IL-17A–Producing γδ T and Th17 Lymphocytes Mediate Lung Inflammation but Not Fibrosis in Experimental Silicosis
2010; American Association of Immunologists; Volume: 184; Issue: 11 Linguagem: Inglês
10.4049/jimmunol.0900459
ISSN1550-6606
AutoresSandra Lo Re, Laure Dumoutier, Isabelle Couillin, Charlotte Van Vyve, Yousof Yakoub, Francine Uwambayinema, Benoît Marien, Sybille van den Brûle, Jacques Van Snick, Catherine Uyttenhove, Bernard Ryffel, Jean‐Christophe Renauld, Dominique Lison, François Huaux,
Tópico(s)Psoriasis: Treatment and Pathogenesis
ResumoAbstract IL-17–producing T lymphocytes play a crucial role in inflammation, but their possible implication in fibrosis remains to be explored. In this study, we examined the involvement of these cells in a mouse model of lung inflammation and fibrosis induced by silica particles. Upregulation of IL-17A was associated with the development of experimental silicosis, but this response was markedly reduced in athymic, γδ T cell-deficient or CD4+ T cell-depleted mice. In addition, γδ T lymphocytes and CD4+ T cells, but not macrophages, neutrophils, NK cells or CD8 T cells, purified from the lungs of silicotic mice markedly expressed IL-17A. Depletion of alveolar macrophages or neutralization of IL-23 reduced upregulation of IL-17A in the lung of silicotic mice.

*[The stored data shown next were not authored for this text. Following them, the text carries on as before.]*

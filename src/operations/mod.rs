//! GL-010: Operation contract, argument schema, and registry.
//!
//! Every step of a recipe resolves to a [`Contract`]: a stable name, the
//! dish types it consumes and produces, an ordered argument schema, and an
//! [`Action`] — either a transformation implementing [`Operation`] or one of
//! the flow-control behaviours the interpreter handles itself.
//!
//! The [`Registry`] is an immutable name → contract map shared by every run.

pub mod compression;
pub mod encoding;
pub mod hashing;
pub mod numeric;
pub mod text;
pub mod utility;

use crate::core::dish::Decoding;
use crate::core::errors::{OperationError, UnknownOperationError};
use crate::core::flow::{self, FlowControl};
use crate::core::recipe::{ArgValue, Step, ToggleString, TOGGLE_ENCODINGS};
use crate::core::types::{format_number, DishType, DishValue, Host};
use async_trait::async_trait;
use indexmap::IndexMap;
use std::fmt;
use std::sync::Arc;
use tokio_util::sync::CancellationToken;

// ============================================================================
// Run context
// ============================================================================

/// Explicit per-run environment handed to every operation.
#[derive(Debug, Clone, Default)]
pub struct RunContext {
    pub host: Host,
    pub cancel: CancellationToken,
    pub decoding: Decoding,
}

impl RunContext {
    pub fn new(host: Host) -> Self {
        Self {
            host,
            ..Self::default()
        }
    }

    pub fn is_cancelled(&self) -> bool {
        self.cancel.is_cancelled()
    }
}

// ============================================================================
// Operation trait
// ============================================================================

/// A transformation step. Implementations must be stateless.
#[async_trait]
pub trait Operation: Send + Sync {
    async fn run(
        &self,
        input: DishValue,
        args: &Args,
        ctx: &RunContext,
    ) -> Result<DishValue, OperationError>;
}

/// Adapter turning a synchronous closure into an [`Operation`].
pub struct FnOperation<F>(pub F);

#[async_trait]
impl<F> Operation for FnOperation<F>
where
    F: Fn(DishValue, &Args, &RunContext) -> Result<DishValue, OperationError> + Send + Sync,
{
    async fn run(
        &self,
        input: DishValue,
        args: &Args,
        ctx: &RunContext,
    ) -> Result<DishValue, OperationError> {
        (self.0)(input, args, ctx)
    }
}

/// What the interpreter does with a step.
#[derive(Clone)]
pub enum Action {
    Transform(Arc<dyn Operation>),
    Flow(FlowControl),
}

// ============================================================================
// Contracts
// ============================================================================

/// The declared interface of an operation.
#[derive(Clone)]
pub struct Contract {
    pub name: String,
    pub description: String,
    pub input_type: DishType,
    pub output_type: DishType,
    pub arguments: Vec<ArgSpec>,
    pub excluded_hosts: Vec<Host>,
    pub action: Action,
}

impl Contract {
    pub fn transform(
        name: impl Into<String>,
        input_type: DishType,
        output_type: DishType,
        op: impl Operation + 'static,
    ) -> Self {
        Self {
            name: name.into(),
            description: String::new(),
            input_type,
            output_type,
            arguments: Vec::new(),
            excluded_hosts: Vec::new(),
            action: Action::Transform(Arc::new(op)),
        }
    }

    /// A transformation backed by a synchronous function.
    pub fn sync<F>(name: impl Into<String>, input_type: DishType, output_type: DishType, f: F) -> Self
    where
        F: Fn(DishValue, &Args, &RunContext) -> Result<DishValue, OperationError>
            + Send
            + Sync
            + 'static,
    {
        Self::transform(name, input_type, output_type, FnOperation(f))
    }

    pub fn flow(name: impl Into<String>, input_type: DishType, control: FlowControl) -> Self {
        Self {
            name: name.into(),
            description: String::new(),
            input_type,
            output_type: input_type,
            arguments: Vec::new(),
            excluded_hosts: Vec::new(),
            action: Action::Flow(control),
        }
    }

    pub fn describe(mut self, description: impl Into<String>) -> Self {
        self.description = description.into();
        self
    }

    pub fn arg(mut self, spec: ArgSpec) -> Self {
        self.arguments.push(spec);
        self
    }

    pub fn exclude_from(mut self, host: Host) -> Self {
        self.excluded_hosts.push(host);
        self
    }

    pub fn flow_control(&self) -> Option<FlowControl> {
        match self.action {
            Action::Flow(control) => Some(control),
            Action::Transform(_) => None,
        }
    }

    pub fn is_available_on(&self, host: Host) -> bool {
        !self.excluded_hosts.contains(&host)
    }

    /// One-line signature for listings: `name: in -> out (args)`.
    pub fn signature(&self) -> String {
        let args: Vec<String> = self
            .arguments
            .iter()
            .map(|a| format!("{}: {}", a.name, a.kind))
            .collect();
        format!(
            "{}: {} -> {} ({})",
            self.name,
            self.input_type,
            self.output_type,
            args.join(", ")
        )
    }
}
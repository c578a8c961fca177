//! Hash digests rendered as lowercase hex.

use super::{ArgSpec, Args, Contract, RunContext};
use crate::core::errors::OperationError;
use crate::core::types::{DishType, DishValue};
use sha2::{Digest, Sha224, Sha256, Sha384, Sha512};

pub fn contracts() -> Vec<Contract> {
    vec![
        Contract::sync("SHA2", DishType::ArrayBuffer, DishType::String, sha2_digest)
            .describe("SHA-2 digest of the input")
            .arg(ArgSpec::option("Size", &["512", "384", "256", "224"])),
        Contract::sync("BLAKE3", DishType::ArrayBuffer, DishType::String, blake3_digest)
            .describe("BLAKE3 digest of the input, optionally keyed")
            .arg(ArgSpec::number("Size", 32.0).min(1.0).max(1024.0))
            .arg(ArgSpec::toggle("Key", "", &["UTF8", "Hex", "Base64", "Latin1"])),
    ]
}

fn to_hex(bytes: &[u8]) -> String {
    bytes.iter().map(|b| format!("{:02x}", b)).collect()
}

fn bytes_of(input: DishValue) -> Result<Vec<u8>, OperationError> {
    match input {
        DishValue::ArrayBuffer(b) => Ok(b),
        other => Err(OperationError::new(format!("expected an ArrayBuffer, got {}", other.dish_type()))),
    }
}

fn sha2_digest(input: DishValue, args: &Args, _ctx: &RunContext) -> Result<DishValue, OperationError> {
    let data = bytes_of(input)?;
    let digest = match args.option(0)?.as_str() {
        "224" => Sha224::digest(&data).to_vec(),
        "256" => Sha256::digest(&data).to_vec(),
        "384" => Sha384::digest(&data).to_vec(),
        "512" => Sha512::digest(&data).to_vec(),
        other => {
            return Err(OperationError::invalid_argument(0, format!("unsupported size {}", other)));
        }
    };
    Ok(DishValue::String(to_hex(&digest)))
}

fn blake3_digest(input: DishValue, args: &Args, _ctx: &RunContext) -> Result<DishValue, OperationError> {
    let data = bytes_of(input)?;
    let size = usize::try_from(args.integer(0)?)
        .map_err(|_| OperationError::invalid_argument(0, "size must be positive"))?;
    let key = args.bytes(1)?;

    let mut hasher = if key.is_empty() {
        blake3::Hasher::new()
    } else {
        let key: [u8; 32] = key.as_slice().try_into().map_err(|_| {
            OperationError::invalid_argument(1, format!("key must be 32 bytes, got {}", key.len()))
        })?;
        blake3::Hasher::new_keyed(&key)
    };
    hasher.update(&data);

    let mut out = vec![0u8; size];
    hasher.finalize_xof().fill(&mut out);
    Ok(DishValue::String(to_hex(&out)))
}

#[cfg(test)]
mod tests {
    use super::*;
    use crate::core::recipe::{ArgValue, ToggleString};

    fn buf(bytes: &[u8]) -> DishValue {
        DishValue::ArrayBuffer(bytes.to_vec())
    }

    fn hex_of(v: DishValue) -> String {
        match v {
            DishValue::String(s) => s,
            other => panic!("expected string, got {:?}", other),
        }
    }

    #[test]
    fn test_gl013_sha256_known_vector() {
        let out = sha2_digest(buf(b"abc"), &Args::new(vec!["256".into()]), &RunContext::default()).unwrap();
        assert_eq!(
            hex_of(out),
            "ba7816bf8f01cfea414140de5dae2223b00361a396177a9cb410ff61f20015ad"
        );
    }

    #[test]
    fn test_gl013_sha2_sizes() {
        for (size, len) in [("224", 56), ("384", 96), ("512", 128)] {
            let out = sha2_digest(buf(b""), &Args::new(vec![size.into()]), &RunContext::default()).unwrap();
            assert_eq!(hex_of(out).len(), len, "SHA-{}", size);
        }
        assert!(sha2_digest(buf(b""), &Args::new(vec!["128".into()]), &RunContext::default()).is_err());
    }

    #[test]
    fn test_gl013_blake3_matches_crate() {
        let args = Args::new(vec![ArgValue::Number(32.0), ArgValue::Toggle(ToggleString::new("UTF8", ""))]);
        let out = blake3_digest(buf(b"hello"), &args, &RunContext::default()).unwrap();
        assert_eq!(hex_of(out), blake3::hash(b"hello").to_hex().to_string());
    }

    #[test]
    fn test_gl013_blake3_size_and_key() {
        let args = Args::new(vec![ArgValue::Number(8.0), ArgValue::Toggle(ToggleString::new("UTF8", ""))]);
        let out = blake3_digest(buf(b"x"), &args, &RunContext::default()).unwrap();
        assert_eq!(hex_of(out).len(), 16);

        let key = "k".repeat(32);
        let args = Args::new(vec![ArgValue::Number(32.0), ArgValue::Toggle(ToggleString::new("UTF8", &key))]);
        let keyed = blake3_digest(buf(b"x"), &args, &RunContext::default()).unwrap();
        let expected = blake3::keyed_hash(&[b'k'; 32], b"x").to_hex().to_string();
        assert_eq!(hex_of(keyed), expected);

        let args = Args::new(vec![ArgValue::Number(32.0), ArgValue::Toggle(ToggleString::new("UTF8", "short"))]);
        let err = blake3_digest(buf(b"x"), &args, &RunContext::default()).unwrap_err();
        assert!(err.to_string().contains("key must be 32 bytes"));
    }
}
//! GL-015: Append-only JSONL run trace.

use crate::core::types::{RunEvent, TimestampedEvent};
use std::io::Write;
use std::path::Path;

/// Generate an ISO 8601 timestamp.
pub fn now_iso8601() -> String {
    use std::time::{SystemTime, UNIX_EPOCH};
    let dur = SystemTime::now()
        .duration_since(UNIX_EPOCH)
        .unwrap_or_default();
    format_iso8601(dur.as_secs())
}

/// Render seconds since the Unix epoch as a UTC timestamp.
fn format_iso8601(secs: u64) -> String {
    let days = secs / 86400;
    let time_secs = secs % 86400;
    let hours = time_secs / 3600;
    let minutes = (time_secs % 3600) / 60;
    let seconds = time_secs % 60;

    let mut year = 1970i64;
    let mut remaining = days as i64;
    loop {
        let year_days = if is_leap(year) { 366 } else { 365 };
        if remaining < year_days {
            break;
        }
        remaining -= year_days;
        year += 1;
    }

    let february = if is_leap(year) { 29 } else { 28 };
    let month_days = [31, february, 31, 30, 31, 30, 31, 31, 30, 31, 30, 31];
    let mut month = 12;
    for (i, &len) in month_days.iter().enumerate() {
        if remaining < len {
            month = i + 1;
            break;
        }
        remaining -= len;
    }

    format!(
        "{:04}-{:02}-{:02}T{:02}:{:02}:{:02}Z",
        year,
        month,
        remaining + 1,
        hours,
        minutes,
        seconds
    )
}

fn is_leap(y: i64) -> bool {
    (y % 4 == 0 && y % 100 != 0) || y % 400 == 0
}

/// Generate a run ID.
pub fn generate_run_id() -> String {
    use std::time::{SystemTime, UNIX_EPOCH};
    let nanos = SystemTime::now()
        .duration_since(UNIX_EPOCH)
        .unwrap_or_default()
        .as_nanos();
    format!("r-{:012x}", nanos & 0xFFFF_FFFF_FFFF)
}

/// Append an event to the trace file, creating it (and its directory) on first use.
pub fn append_event(path: &Path, event: RunEvent) -> Result<(), String> {
    if let Some(parent) = path.parent().filter(|p| !p.as_os_str().is_empty()) {
        std::fs::create_dir_all(parent)
            .map_err(|e| format!("cannot create trace dir {}: {}", parent.display(), e))?;
    }

    let te = TimestampedEvent {
        ts: now_iso8601(),
        event,
    };
    let json = serde_json::to_string(&te).map_err(|e| format!("JSON serialize error: {}", e))?;

    let mut file = std::fs::OpenOptions::new()
        .create(true)
        .append(true)
        .open(path)
        .map_err(|e| format!("cannot open trace {}: {}", path.display(), e))?;

    writeln!(file, "{}", json).map_err(|e| format!("write error: {}", e))?;

    Ok(())
}

/// Read a trace back, skipping lines that do not parse.
pub fn read_events(path: &Path) -> Result<Vec<TimestampedEvent>, String> {
    let content = std::fs::read_to_string(path)
        .map_err(|e| format!("cannot read trace {}: {}", path.display(), e))?;
    Ok(content
        .lines()
        .filter_map(|line| serde_json::from_str(line).ok())
        .collect())
}

#[cfg(test)]
mod tests {
    use super::*;
    use crate::core::types::HaltReason;

    #[test]
    fn test_gl015_now_iso8601() {
        let ts = now_iso8601();
        assert!(ts.starts_with("20"));
        assert!(ts.ends_with('Z'));
        assert!(ts.contains('T'));
    }

    #[test]
    fn test_gl015_format_known_instants() {
        assert_eq!(format_iso8601(0), "1970-01-01T00:00:00Z");
        assert_eq!(format_iso8601(951_782_400), "2000-02-29T00:00:00Z");
        assert_eq!(format_iso8601(1_704_067_199), "2023-12-31T23:59:59Z");
    }

    #[test]
    fn test_gl015_generate_run_id() {
        let id = generate_run_id();
        assert!(id.starts_with("r-"));
        assert_eq!(id.len(), 14);
    }

    #[test]
    fn test_gl015_append_and_read() {
        let dir = tempfile::tempdir().unwrap();
        let path = dir.path().join("traces/run.jsonl");
        for steps in 0..3 {
            let event = RunEvent::RunCompleted {
                run_id: "r-abc".to_string(),
                halt: HaltReason::Completed,
                steps_executed: steps,
                jumps: 0,
                total_seconds: 0.5,
            };
            append_event(&path, event).unwrap();
        }

        let content = std::fs::read_to_string(&path).unwrap();
        assert_eq!(content.lines().count(), 3);
        assert!(content.contains("\"event\":\"run_completed\""));

        let events = read_events(&path).unwrap();
        assert_eq!(events.len(), 3);
        assert!(matches!(
            events[2].event,
            RunEvent::RunCompleted { steps_executed: 2, .. }
        ));
    }

    #[test]
    fn test_gl015_read_skips_garbage() {
        let dir = tempfile::tempdir().unwrap();
        let path = dir.path().join("run.jsonl");
        std::fs::write(&path, "not json\n").unwrap();
        assert!(read_events(&path).unwrap().is_empty());
        assert!(read_events(&dir.path().join("missing.jsonl")).is_err());
    }

    #[test]
    fn test_gl015_is_leap() {
        assert!(is_leap(2000));
        assert!(!is_leap(1900));
        assert!(is_leap(2024));
        assert!(!is_leap(2026));
    }
}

IL-17R–deficient animals (IL-17R−/−) or IL-17A Ab neutralization, but not IL-22−/− mice, developed reduced neutrophil influx and injury during the early lung response to silica. However, chronic inflammation, fibrosis, and TGF-β expression induced by silica were not attenuated in the absence of IL-17R or -22 or after IL-17A Ab blockade. In conclusion, a rapid lung recruitment of IL-17A–producing T cells, mediated by macrophage-derived IL-23, is associated with experimental silicosis in mice. Although the acute alveolitis induced by silica is IL-17A dependent, this cytokine appears dispensable for the development of the late inflammatory and fibrotic lung responses to silica.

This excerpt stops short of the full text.